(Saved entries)

.....

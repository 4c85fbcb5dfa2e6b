// ABOUTME: Connection config management over the repository set.
// ABOUTME: Changes are persisted only; the live registry picks them up on restart.

use super::AppState;
use super::error::{ApiError, Result};
use crate::config::ConnectionConfig;
use crate::registry::ConfigNotFound;
use crate::repository::ConfigEntity;
use crate::runtime::validate_connection;
use crate::types::ConfigId;
use axum::Json;
use axum::extract::{Path, State};
use axum::http::StatusCode;
use tracing::info;

/// All configured daemons with secrets masked.
pub async fn list_configs(State(state): State<AppState>) -> Result<Json<Vec<ConfigEntity>>> {
    let entities = state.repositories.list().await?;
    Ok(Json(entities.iter().map(ConfigEntity::redacted).collect()))
}

pub async fn save_config(
    State(state): State<AppState>,
    Path(config_id): Path<ConfigId>,
    Json(config): Json<ConnectionConfig>,
) -> Result<StatusCode> {
    if config_id.as_str().trim().is_empty() {
        return Err(ApiError::BadRequest("config id cannot be empty".to_string()));
    }
    validate_connection(&config).map_err(|e| ApiError::BadRequest(e.to_string()))?;
    let entity = ConfigEntity::new(config_id, config);
    state.repositories.save(&entity).await?;
    info!(config = %entity.id, "stored configuration, effective after restart");
    Ok(StatusCode::NO_CONTENT)
}

pub async fn delete_config(
    State(state): State<AppState>,
    Path(config_id): Path<ConfigId>,
) -> Result<StatusCode> {
    if state.repositories.delete(&config_id).await? {
        info!(config = %config_id, "deleted configuration, effective after restart");
        Ok(StatusCode::NO_CONTENT)
    } else {
        Err(ConfigNotFound(config_id).into())
    }
}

.....

### PROBLEM STATEMENT
Transcribe all entries word for word.

### RESPONSE TO THIS TASK
repository 4c85fbcb5dfa2e6b
// ABOUTME: Connection config management over the repository set.
// ABOUTME: Changes are persisted only; the live registry picks them up on restart.

use super::AppState;
use super::error::{ApiError, Result};
use crate::config::ConnectionConfig;
use crate::registry::ConfigNotFound;
use crate::repository::ConfigEntity;
use crate::runtime::validate_connection;
use crate::types::ConfigId;
use axum::Json;
use axum::extract::{Path, State};
use axum::http::StatusCode;
use tracing::info;

/// All configured daemons with secrets masked.
pub async fn list_configs(State(state): State<AppState>) -> Result<Json<Vec<ConfigEntity>>> {
    let entities = state.repositories.list().await?;
    Ok(Json(entities.iter().map(ConfigEntity::redacted).collect()))
}

pub async fn save_config(
    State(state): State<AppState>,
    Path(config_id): Path<ConfigId>,
    Json(config): Json<ConnectionConfig>,
) -> Result<StatusCode> {
    if config_id.as_str().trim().is_empty() {
        return Err(ApiError::BadRequest("config id cannot be empty".to_string()));
    }
    validate_connection(&config).map_err(|e| ApiError::BadRequest(e.to_string()))?;
    let entity = ConfigEntity::new(config_id, config);
    state.repositories.save(&entity).await?;
    info!(config = %entity.id, "stored configuration, effective after restart");
    Ok(StatusCode::NO_CONTENT)
}

pub async fn delete_config(
    State(state): State<AppState>,
    Path(config_id): Path<ConfigId>,
) -> Result<StatusCode> {
    if state.repositories.delete(&config_id).await? {
        info!(config = %config_id, "deleted configuration, effective after restart");
        Ok(StatusCode::NO_CONTENT)
    } else {
        Err(ConfigNotFound(config_id).into())
    }
}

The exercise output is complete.